[Supplied material]
--- START ---
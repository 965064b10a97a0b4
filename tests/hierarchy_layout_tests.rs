use std::f64::consts::TAU;

use approx::assert_abs_diff_eq;
use plotdeck::api::render;
use plotdeck::config::{ChartConfiguration, ChartType, TreemapTiling};
use plotdeck::core::DataRow;
use plotdeck::layout::FamilyGeometry;

fn region_rows() -> Vec<DataRow> {
    [
        ("north", 40.0),
        ("south", 25.0),
        ("east", 20.0),
        ("west", 10.0),
        ("north", 5.0),
        ("islands", 0.1),
    ]
    .into_iter()
    .map(|(region, sales)| DataRow::new().with("region", region).with("sales", sales))
    .collect()
}

fn config(chart_type: ChartType) -> ChartConfiguration {
    ChartConfiguration::new(chart_type).with_category_value("region", "sales")
}

#[test]
fn treemap_leaves_tile_the_container() {
    for tiling in [TreemapTiling::Squarify, TreemapTiling::SliceDice] {
        let mut config = config(ChartType::Treemap);
        config.tiling = tiling;
        config.padding = Some(0.0);
        let FamilyGeometry::Treemap(geometry) =
            render(&config, &region_rows()).into_layout().expect("treemap").geometry
        else {
            panic!("treemap geometry expected");
        };

        assert_eq!(geometry.tiles.len(), 5);
        assert_eq!(geometry.tiles[0].name, "north");
        assert_abs_diff_eq!(geometry.tiles[0].value, 45.0);
        let covered: f64 = geometry.tiles.iter().map(|tile| tile.bounds.area()).sum();
        assert!((covered - geometry.container.area()).abs() <= geometry.tiles.len() as f64);
        for tile in &geometry.tiles {
            assert!(geometry.container.contains(tile.bounds, 1e-6), "{tiling:?} {}", tile.name);
        }
    }
}

#[test]
fn treemap_padding_shrinks_tiles_inside_their_cells() {
    let mut config = config(ChartType::Treemap);
    config.padding = Some(6.0);
    let FamilyGeometry::Treemap(geometry) =
        render(&config, &region_rows()).into_layout().expect("treemap").geometry
    else {
        panic!("treemap geometry expected");
    };
    for tile in &geometry.tiles {
        assert!(tile.cell.contains(tile.bounds, 1e-9));
        assert!(tile.bounds.area() < tile.cell.area());
    }
    let tiny = geometry.tiles.iter().find(|tile| tile.name == "islands").expect("islands");
    assert!(!tiny.labeled);
}

#[test]
fn sunburst_sweeps_sum_to_a_full_turn() {
    let FamilyGeometry::Sunburst(geometry) =
        render(&config(ChartType::Sunburst), &region_rows()).into_layout().expect("sunburst").geometry
    else {
        panic!("sunburst geometry expected");
    };
    let sweep: f64 = geometry.arcs.iter().map(|arc| arc.sweep()).sum();
    assert_abs_diff_eq!(sweep, TAU, epsilon = 1e-9);
    assert_abs_diff_eq!(geometry.total, 100.1, epsilon = 1e-9);
    assert_abs_diff_eq!(geometry.inner_radius, geometry.outer_radius * 0.3, epsilon = 1e-9);
    for pair in geometry.arcs.windows(2) {
        assert_abs_diff_eq!(pair[0].end_angle, pair[1].start_angle, epsilon = 1e-12);
    }
}

#[test]
fn pie_fractions_sum_to_one_and_skip_non_positive_slices() {
    let mut rows = region_rows();
    rows.push(DataRow::new().with("region", "refunds").with("sales", -4.0));
    rows.push(DataRow::new().with("region", "unknown").with("sales", "?"));
    let FamilyGeometry::Pie(geometry) =
        render(&config(ChartType::Pie), &rows).into_layout().expect("pie").geometry
    else {
        panic!("pie geometry expected");
    };
    assert!(geometry.slices.iter().all(|slice| slice.value > 0.0));
    assert_eq!(geometry.slices.len(), 5);
    let fraction: f64 = geometry.slices.iter().map(|slice| slice.fraction).sum();
    assert_abs_diff_eq!(fraction, 1.0, epsilon = 1e-12);
    assert_abs_diff_eq!(geometry.inner_radius, 0.0);
}

#[test]
fn donut_uses_configured_inner_radius() {
    let mut config = config(ChartType::Pie);
    config.inner_radius = Some(40.0);
    let FamilyGeometry::Pie(geometry) =
        render(&config, &region_rows()).into_layout().expect("pie").geometry
    else {
        panic!("pie geometry expected");
    };
    assert_abs_diff_eq!(geometry.inner_radius, 40.0);
}
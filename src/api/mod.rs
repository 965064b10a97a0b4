//! Public entry points: dispatcher, per-chart engine, host shell and the
//! JSON contract hosts speak.

mod bindings;
mod dispatcher;
mod engine;
mod host;
mod json_contract;

pub use bindings::{check_bindings, missing_bindings};
pub use dispatcher::{NO_DATA_MESSAGE, RenderOutcome, render, render_with};
pub use engine::ChartEngine;
pub use host::{ChartHost, ExportOptions, HostState, LOADING_MESSAGE};
pub use json_contract::{
    RENDER_REQUEST_JSON_SCHEMA_V1, RenderRequest, RenderRequestJsonContractV1,
    parse_configuration, parse_rows,
};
--- END ---
[Instructions for the task] Reproduce the data in full. Nothing in it may be altered.

[Solution to the problem]
repository 965064b10a97a0b4
filename tests/hierarchy_layout_tests.rs
use std::f64::consts::TAU;

use approx::assert_abs_diff_eq;
use plotdeck::api::render;
use plotdeck::config::{ChartConfiguration, ChartType, TreemapTiling};
use plotdeck::core::DataRow;
use plotdeck::layout::FamilyGeometry;

fn region_rows() -> Vec<DataRow> {
    [
        ("north", 40.0),
        ("south", 25.0),
        ("east", 20.0),
        ("west", 10.0),
        ("north", 5.0),
        ("islands", 0.1),
    ]
    .into_iter()
    .map(|(region, sales)| DataRow::new().with("region", region).with("sales", sales))
    .collect()
}

fn config(chart_type: ChartType) -> ChartConfiguration {
    ChartConfiguration::new(chart_type).with_category_value("region", "sales")
}

#[test]
fn treemap_leaves_tile_the_container() {
    for tiling in [TreemapTiling::Squarify, TreemapTiling::SliceDice] {
        let mut config = config(ChartType::Treemap);
        config.tiling = tiling;
        config.padding = Some(0.0);
        let FamilyGeometry::Treemap(geometry) =
            render(&config, &region_rows()).into_layout().expect("treemap").geometry
        else {
            panic!("treemap geometry expected");
        };

        assert_eq!(geometry.tiles.len(), 5);
        assert_eq!(geometry.tiles[0].name, "north");
        assert_abs_diff_eq!(geometry.tiles[0].value, 45.0);
        let covered: f64 = geometry.tiles.iter().map(|tile| tile.bounds.area()).sum();
        assert!((covered - geometry.container.area()).abs() <= geometry.tiles.len() as f64);
        for tile in &geometry.tiles {
            assert!(geometry.container.contains(tile.bounds, 1e-6), "{tiling:?} {}", tile.name);
        }
    }
}

#[test]
fn treemap_padding_shrinks_tiles_inside_their_cells() {
    let mut config = config(ChartType::Treemap);
    config.padding = Some(6.0);
    let FamilyGeometry::Treemap(geometry) =
        render(&config, &region_rows()).into_layout().expect("treemap").geometry
    else {
        panic!("treemap geometry expected");
    };
    for tile in &geometry.tiles {
        assert!(tile.cell.contains(tile.bounds, 1e-9));
        assert!(tile.bounds.area() < tile.cell.area());
    }
    let tiny = geometry.tiles.iter().find(|tile| tile.name == "islands").expect("islands");
    assert!(!tiny.labeled);
}

#[test]
fn sunburst_sweeps_sum_to_a_full_turn() {
    let FamilyGeometry::Sunburst(geometry) =
        render(&config(ChartType::Sunburst), &region_rows()).into_layout().expect("sunburst").geometry
    else {
        panic!("sunburst geometry expected");
    };
    let sweep: f64 = geometry.arcs.iter().map(|arc| arc.sweep()).sum();
    assert_abs_diff_eq!(sweep, TAU, epsilon = 1e-9);
    assert_abs_diff_eq!(geometry.total, 100.1, epsilon = 1e-9);
    assert_abs_diff_eq!(geometry.inner_radius, geometry.outer_radius * 0.3, epsilon = 1e-9);
    for pair in geometry.arcs.windows(2) {
        assert_abs_diff_eq!(pair[0].end_angle, pair[1].start_angle, epsilon = 1e-12);
    }
}

#[test]
fn pie_fractions_sum_to_one_and_skip_non_positive_slices() {
    let mut rows = region_rows();
    rows.push(DataRow::new().with("region", "refunds").with("sales", -4.0));
    rows.push(DataRow::new().with("region", "unknown").with("sales", "?"));
    let FamilyGeometry::Pie(geometry) =
        render(&config(ChartType::Pie), &rows).into_layout().expect("pie").geometry
    else {
        panic!("pie geometry expected");
    };
    assert!(geometry.slices.iter().all(|slice| slice.value > 0.0));
    assert_eq!(geometry.slices.len(), 5);
    let fraction: f64 = geometry.slices.iter().map(|slice| slice.fraction).sum();
    assert_abs_diff_eq!(fraction, 1.0, epsilon = 1e-12);
    assert_abs_diff_eq!(geometry.inner_radius, 0.0);
}

#[test]
fn donut_uses_configured_inner_radius() {
    let mut config = config(ChartType::Pie);
    config.inner_radius = Some(40.0);
    let FamilyGeometry::Pie(geometry) =
        render(&config, &region_rows()).into_layout().expect("pie").geometry
    else {
        panic!("pie geometry expected");
    };
    assert_abs_diff_eq!(geometry.inner_radius, 40.0);
}
filename src/api/mod.rs
repository 965064b10a97a0b4
//! Public entry points: dispatcher, per-chart engine, host shell and the
//! JSON contract hosts speak.

mod bindings;
mod dispatcher;
mod engine;
mod host;
mod json_contract;

pub use bindings::{check_bindings, missing_bindings};
pub use dispatcher::{NO_DATA_MESSAGE, RenderOutcome, render, render_with};
pub use engine::ChartEngine;
pub use host::{ChartHost, ExportOptions, HostState, LOADING_MESSAGE};
pub use json_contract::{
    RENDER_REQUEST_JSON_SCHEMA_V1, RenderRequest, RenderRequestJsonContractV1,
    parse_configuration, parse_rows,
};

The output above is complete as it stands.